Настоятель ушел в соседнюю комнату и вынес оттуда брезентовую штормовку и брюки:

– Вот, отец Симон, дарю! Для твоего роста подойдет. Шил когда‑то для себя, мечтал о пустыне…

Выйдя из кабинета, отец Пимен почти бегом поспешил к батюшке. Я, кашляя, устремился за ним.

– Отче, дорогой, наместник подписал наши прошения! – с порога выпалил мой друг.

– Что ж, Бог вас благословит! – удовлетворенно сказал старец. – А Святейшему я расскажу о вас, чтобы все было по благословению…

Когда мы выходили из кельи, старец тихо тронул меня за рукав:

– Ну что, на свободу, отец Симон?

– На свободу, батюшка…

Как позже сообщил нам отец Кирилл, Патриарх, узнав, что двое монахов Лавры, духовных чад батюшки, подали прошения на молитвенное уединение и строительство скита в Абхазии, заметил: «Слава Богу, что еще есть такие монахи… Пусть едут! А с блаженнейшим Илией я улажу…» Грузинский Патриарх не стал препятствовать нашему поселению в его владениях, только ответил: «Пусть сидят тихо и не занимаются никакой пропагандой…»

Через неделю мы получили от наместника официальное разрешение на отъезд в Абхазию для строительства скита с сохранением нас в списках братии. Еще он благословил казначею и вновь назначенному эконому оказывать нам всяческую помощь и содействие. Кстати сказать, новым экономом стал монах, с которым мы вместе жили послушниками бок о бок в одной келье. В дальнейшем он проявил недюжинный талант в хозяйственных делах монастыря и большие организаторские способности, став впоследствии видным епископом Православной Церкви.
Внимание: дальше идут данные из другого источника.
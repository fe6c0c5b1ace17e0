//! Port for change history.
use async_trait::async_trait;
use uuid::Uuid;

use crate::domain::HistoryEntry;

use super::RepositoryError;

/// Append-mostly storage for history entries.
#[cfg_attr(test, mockall::automock)]
#[async_trait]
pub trait HistoryRepository: Send + Sync {
    async fn append(&self, entry: &HistoryEntry) -> Result<(), RepositoryError>;

    /// Entries for `key`, oldest first.
    async fn list(&self, key: &str) -> Result<Vec<HistoryEntry>, RepositoryError>;

    async fn find(&self, key: &str, id: Uuid) -> Result<Option<HistoryEntry>, RepositoryError>;

    /// Overwrite the comment moderation fields of an entry.
    async fn update(&self, entry: &HistoryEntry) -> Result<(), RepositoryError>;
}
В восстанавливающийся монастырь игуменом был определен другой насельник Лавры, почитаемый всеми проповедник и богослов, преподаватель Духовной академии.

В течение оставшихся зимних месяцев мы готовились к горной жизни, примерно зная, какие условия нас ожидают. Вернее сказать, нас ожидало отсутствие всяких условий. С паломниками, отъезжавшими в Абхазию, нам удалось отправить кувалды, кирки, клинья, лопаты, пилы, топоры и другие инструменты. Эконом благословил нам заказать в столярной мастерской легкий разборный престол и такой же небольшой жертвенник. Для горной кельи столяры изготовили разбирающиеся двери и окна со стеклопластиком, удобные для переноски в рюкзаках. На ракетном заводе нам выделили тонкий пластик, который мы распилили, подогнав размер под станковый рюкзак. Мастера‑столяры сделали все с любовью и на славу. Этим они сэкономили нам уйму времени при постройке церкви и кельи. Спаси их Бог и Матерь Божия!
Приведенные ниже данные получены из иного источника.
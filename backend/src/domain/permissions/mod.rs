//! Project permissions and the composable checks built on top of them.
//!
//! A request is authorised in two steps. First the requester's effective
//! permissions on a project are resolved into a [`ProjectAccess`]. Then the
//! [`ResourcePermission`] table for the resource picks the
//! [`PermissionComponent`] guarding the requested action and evaluates it
//! against a [`PermissionContext`].

use std::collections::BTreeSet;
use std::fmt;
use std::str::FromStr;

use serde::{Deserialize, Serialize};
use utoipa::ToSchema;

use crate::domain::{Membership, Project, Role, User, UserId};

mod components;
mod operators;
mod resources;

pub use components::{
    AllowAny, DenyAll, HasProjectPerm, IsAuthenticated, IsCommentDeleter, IsCommentOwner,
    IsObjectOwner, IsProjectOwner, IsSuperUser, IsTheSameUser,
};
pub use operators::{And, Not, Or, PermissionComponent};
pub use resources::{ResourcePermission, rules};

/// Named permission a role or a project visibility level can grant.
#[derive(
    Debug, Clone, Copy, PartialEq, Eq, PartialOrd, Ord, Hash, Serialize, Deserialize, ToSchema,
)]
#[serde(rename_all = "snake_case")]
pub enum ProjectPermission {
    /// See the project and its settings.
    ViewProject,
    /// Ask to join the project.
    RequestMembership,
    /// Read user stories.
    ViewUs,
    /// Create user stories.
    AddUs,
    /// Create user stories in bulk.
    AddUsToProject,
    /// Edit user stories.
    ModifyUs,
    /// Delete user stories.
    DeleteUs,
    /// Comment on user stories.
    AddCommentsToUs,
    /// Read issues.
    ViewIssues,
    /// Create issues.
    AddIssue,
    /// Edit issues.
    ModifyIssue,
    /// Delete issues.
    DeleteIssue,
    /// Vote on issues.
    VoteIssues,
    /// Comment on issues.
    AddCommentsIssue,
    /// Read milestones and their statistics.
    ViewMilestones,
    /// Create milestones.
    AddMilestone,
    /// Edit milestones.
    ModifyMilestone,
    /// Delete milestones.
    DeleteMilestone,
    /// Read tasks.
    ViewTasks,
    /// Create tasks, one by one or in bulk.
    AddTask,
    /// Edit tasks.
    ModifyTask,
    /// Delete tasks.
    DeleteTask,
    /// Read wiki pages.
    ViewWikiPages,
    /// Read wiki links.
    ViewWikiLinks,
    /// Edit project settings.
    ModifyProject,
    /// Invite members.
    AddMember,
    /// Remove members.
    RemoveMember,
    /// Delete the project.
    DeleteProject,
    /// Manage statuses and other project values.
    AdminProjectValues,
    /// Manage roles.
    AdminRoles,
}

impl ProjectPermission {
    /// Every permission, in declaration order.
    pub const ALL: [Self; 30] = [
        Self::ViewProject,
        Self::RequestMembership,
        Self::ViewUs,
        Self::AddUs,
        Self::AddUsToProject,
        Self::ModifyUs,
        Self::DeleteUs,
        Self::AddCommentsToUs,
        Self::ViewIssues,
        Self::AddIssue,
        Self::ModifyIssue,
        Self::DeleteIssue,
        Self::VoteIssues,
        Self::AddCommentsIssue,
        Self::ViewMilestones,
        Self::AddMilestone,
        Self::ModifyMilestone,
        Self::DeleteMilestone,
        Self::ViewTasks,
        Self::AddTask,
        Self::ModifyTask,
        Self::DeleteTask,
        Self::ViewWikiPages,
        Self::ViewWikiLinks,
        Self::ModifyProject,
        Self::AddMember,
        Self::RemoveMember,
        Self::DeleteProject,
        Self::AdminProjectValues,
        Self::AdminRoles,
    ];

    /// Wire and storage name.
    pub const fn as_str(self) -> &'static str {
        match self {
            Self::ViewProject => "view_project",
            Self::RequestMembership => "request_membership",
            Self::ViewUs => "view_us",
            Self::AddUs => "add_us",
            Self::AddUsToProject => "add_us_to_project",
            Self::ModifyUs => "modify_us",
            Self::DeleteUs => "delete_us",
            Self::AddCommentsToUs => "add_comments_to_us",
            Self::ViewIssues => "view_issues",
            Self::AddIssue => "add_issue",
            Self::ModifyIssue => "modify_issue",
            Self::DeleteIssue => "delete_issue",
            Self::VoteIssues => "vote_issues",
            Self::AddCommentsIssue => "add_comments_issue",
            Self::ViewMilestones => "view_milestones",
            Self::AddMilestone => "add_milestone",
            Self::ModifyMilestone => "modify_milestone",
            Self::DeleteMilestone => "delete_milestone",
            Self::ViewTasks => "view_tasks",
            Self::AddTask => "add_task",
            Self::ModifyTask => "modify_task",
            Self::DeleteTask => "delete_task",
            Self::ViewWikiPages => "view_wiki_pages",
            Self::ViewWikiLinks => "view_wiki_links",
            Self::ModifyProject => "modify_project",
            Self::AddMember => "add_member",
            Self::RemoveMember => "remove_member",
            Self::DeleteProject => "delete_project",
            Self::AdminProjectValues => "admin_project_values",
            Self::AdminRoles => "admin_roles",
        }
    }
}

impl fmt::Display for ProjectPermission {
    fn fmt(&self, f: &mut fmt::Formatter<'_>) -> fmt::Result {
        f.write_str(self.as_str())
    }
}

/// Raised when parsing an unknown permission name.
#[derive(Debug, Clone, PartialEq, Eq, thiserror::Error)]
#[error("unknown permission: {0}")]
pub struct UnknownPermission(pub String);

impl FromStr for ProjectPermission {
    type Err = UnknownPermission;

    fn from_str(s: &str) -> Result<Self, Self::Err> {
        Self::ALL
            .into_iter()
            .find(|perm| perm.as_str() == s)
            .ok_or_else(|| UnknownPermission(s.to_owned()))
    }
}

use ProjectPermission as P;

/// Granted to anyone, signed in or not, on a public project.
pub const ANON_PERMISSIONS: &[ProjectPermission] = &[
    P::ViewProject,
    P::ViewMilestones,
    P::ViewUs,
    P::ViewTasks,
    P::ViewIssues,
    P::ViewWikiPages,
    P::ViewWikiLinks,
];

/// Granted to signed-in non-members on a public project.
pub const USER_PERMISSIONS: &[ProjectPermission] = &[
    P::ViewProject,
    P::ViewMilestones,
    P::ViewUs,
    P::ViewTasks,
    P::ViewIssues,
    P::ViewWikiPages,
    P::ViewWikiLinks,
    P::RequestMembership,
    P::AddUsToProject,
    P::AddCommentsToUs,
    P::AddIssue,
    P::AddCommentsIssue,
    P::VoteIssues,
];

/// Everything a regular member role may hold.
pub const MEMBERS_PERMISSIONS: &[ProjectPermission] = &[
    P::ViewProject,
    P::ViewMilestones,
    P::AddMilestone,
    P::ModifyMilestone,
    P::DeleteMilestone,
    P::ViewUs,
    P::AddUs,
    P::ModifyUs,
    P::DeleteUs,
    P::AddCommentsToUs,
    P::ViewTasks,
    P::AddTask,
    P::ModifyTask,
    P::DeleteTask,
    P::ViewIssues,
    P::AddIssue,
    P::ModifyIssue,
    P::DeleteIssue,
    P::VoteIssues,
    P::AddCommentsIssue,
    P::ViewWikiPages,
    P::ViewWikiLinks,
];

/// Administrative permissions reserved for project owners.
pub const ADMINS_PERMISSIONS: &[ProjectPermission] = &[
    P::ModifyProject,
    P::AddMember,
    P::RemoveMember,
    P::DeleteProject,
    P::AdminProjectValues,
    P::AdminRoles,
];

/// Who is making a request.
#[derive(Debug, Clone, Default, PartialEq, Eq)]
pub enum Requester {
    /// No valid credentials were supplied.
    #[default]
    Anonymous,
    /// A signed-in user.
    User(Box<User>),
}

impl Requester {
    /// Wrap an authenticated user.
    pub fn user(user: User) -> Self {
        Self::User(Box::new(user))
    }

    /// The authenticated user, if any.
    pub fn as_user(&self) -> Option<&User> {
        match self {
            Self::Anonymous => None,
            Self::User(user) => Some(user),
        }
    }

    /// Id of the authenticated user; `None` when anonymous.
    pub fn id(&self) -> Option<UserId> {
        self.as_user().map(|user| user.id)
    }

    /// `true` for any signed-in user.
    pub fn is_authenticated(&self) -> bool {
        matches!(self, Self::User(_))
    }

    /// `true` only for a signed-in superuser.
    pub fn is_superuser(&self) -> bool {
        self.as_user().is_some_and(|user| user.is_superuser)
    }
}

/// A requester's effective rights on one project.
#[derive(Debug, Clone, PartialEq, Eq)]
pub struct ProjectAccess {
    is_admin: bool,
    permissions: BTreeSet<ProjectPermission>,
}

impl ProjectAccess {
    /// Resolve the rights of `requester` on `project`.
    ///
    /// `membership` is the requester's membership in the project together with
    /// its role, when one exists.
    pub fn resolve(
        requester: &Requester,
        project: &Project,
        membership: Option<(&Membership, &Role)>,
    ) -> Self {
        let is_admin = requester.is_superuser()
            || requester.id() == Some(project.owner)
            || membership.is_some_and(|(membership, _)| membership.is_owner);
        Self {
            is_admin,
            permissions: user_project_permissions(requester, project, membership),
        }
    }

    /// Superuser, project owner or owner member.
    pub fn is_admin(&self) -> bool {
        self.is_admin
    }

    /// Whether `permission` was granted.
    pub fn has(&self, permission: ProjectPermission) -> bool {
        self.permissions.contains(&permission)
    }

    /// A project is visible when the requester may view it.
    pub fn is_visible(&self) -> bool {
        self.has(ProjectPermission::ViewProject)
    }

    /// Every granted permission, sorted.
    pub fn permissions(&self) -> &BTreeSet<ProjectPermission> {
        &self.permissions
    }
}

/// Compute the permissions `requester` holds on `project`.
///
/// Superusers and the project owner hold everything. Members add their role's
/// permissions (and the admin set when they are owner members) to the public
/// ones; other signed-in users get the public set, anonymous users only the
/// anonymous set.
pub fn user_project_permissions(
    requester: &Requester,
    project: &Project,
    membership: Option<(&Membership, &Role)>,
) -> BTreeSet<ProjectPermission> {
    let mut permissions: BTreeSet<ProjectPermission> =
        project.anon_permissions.iter().copied().collect();
    let Some(user) = requester.as_user() else {
        return permissions;
    };
    permissions.extend(project.public_permissions.iter().copied());

    if user.is_superuser || user.id == project.owner {
        permissions.extend(ADMINS_PERMISSIONS.iter().copied());
        permissions.extend(MEMBERS_PERMISSIONS.iter().copied());
        return permissions;
    }

    if let Some((membership, role)) = membership {
        permissions.extend(role.permissions.iter().copied());
        if membership.is_owner {
            permissions.extend(ADMINS_PERMISSIONS.iter().copied());
        }
    }
    permissions
}

/// Facts a permission component may inspect.
#[derive(Debug, Clone, Copy)]
pub struct PermissionContext<'a> {
    requester: &'a Requester,
    project: Option<&'a ProjectAccess>,
    object_owner: Option<UserId>,
    comment_owner: Option<UserId>,
    comment_deleter: Option<UserId>,
    target_user: Option<UserId>,
}

impl<'a> PermissionContext<'a> {
    /// A context carrying only the requester.
    pub fn new(requester: &'a Requester) -> Self {
        Self {
            requester,
            project: None,
            object_owner: None,
            comment_owner: None,
            comment_deleter: None,
            target_user: None,
        }
    }

    /// Attach the requester's resolved access to the object's project.
    #[must_use]
    pub fn with_project(mut self, access: &'a ProjectAccess) -> Self {
        self.project = Some(access);
        self
    }

    /// Record who owns the object being acted on.
    #[must_use]
    pub fn with_object_owner(mut self, owner: Option<UserId>) -> Self {
        self.object_owner = owner;
        self
    }

    /// Record who wrote the comment being acted on.
    #[must_use]
    pub fn with_comment_owner(mut self, owner: Option<UserId>) -> Self {
        self.comment_owner = owner;
        self
    }

    /// Record who deleted the comment, if anyone did.
    #[must_use]
    pub fn with_comment_deleter(mut self, deleter: Option<UserId>) -> Self {
        self.comment_deleter = deleter;
        self
    }

    /// Record the user a `/users/{id}` request targets.
    #[must_use]
    pub fn with_target_user(mut self, user: UserId) -> Self {
        self.target_user = Some(user);
        self
    }

    /// Who is asking.
    pub fn requester(&self) -> &'a Requester {
        self.requester
    }

    /// Access on the object's project; `None` for project-less resources.
    pub fn project(&self) -> Option<&'a ProjectAccess> {
        self.project
    }

    /// Owner of the object, when known.
    pub fn object_owner(&self) -> Option<UserId> {
        self.object_owner
    }

    /// Author of the comment, when known.
    pub fn comment_owner(&self) -> Option<UserId> {
        self.comment_owner
    }

    /// Who deleted the comment, when it was deleted.
    pub fn comment_deleter(&self) -> Option<UserId> {
        self.comment_deleter
    }

    /// User targeted by the request, when any.
    pub fn target_user(&self) -> Option<UserId> {
        self.target_user
    }
}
Поначалу с нами пожелали поехать в горы некоторые из старых опытных плотников Лавры, получив благословение наместника. Но начавшееся повсеместно возрождение разоренных большевиками лаврских подворий заставило начальство пересмотреть свое решение. Специалистов оставили на монастырских стройках. Пока мы нашли лишь энтузиастов для перевозки груза.

В основном это были двадцатилетние молодые ребята, радующиеся поездке к Черному морю. К началу нашего отъезда большую часть груза помощники уже перевезли к дьякону и его матушке в Сухуми. Но не все из них имели решимость отправиться в горы и помогать нам в строительстве церкви и келий.

Наши приготовления к отъезду из Лавры невозможно было утаить от монахов. Среди них начали ходить разнообразные слухи и догадки.

– Отец, – как‑то обратился ко мне один из сочувствующих нам монахов, – тебе что, больше других надо? Ты иеромонах. Литургии служишь. Келья у тебя есть. О тебе заботятся. Что тебе нужно еще?

На подсобном хозяйстве монастыря, позднее переименованном в скит, подвизался хороший опытный монах, которого мы с отцом Пименом очень любили. С ним мы заложили деревянную церковь в скиту в честь преподобного Сергия. Он был не прочь поехать на Кавказ и нередко заводил с нами об этом разговор. Но, когда наступило время нашего отъезда, он засомневался:

– Ох, отцы дорогие, сильно я привязан к Лавре! – сетовал этот монах перед прощанием – У меня здесь теплая келья, белье стирают, чада духовные приходят… Наверное, я все же останусь в монастыре, простите меня…

К нам подходили и другие монахи:

– Отцы, вы что, уезжаете на епископство? Кого из вас в епископы возводят?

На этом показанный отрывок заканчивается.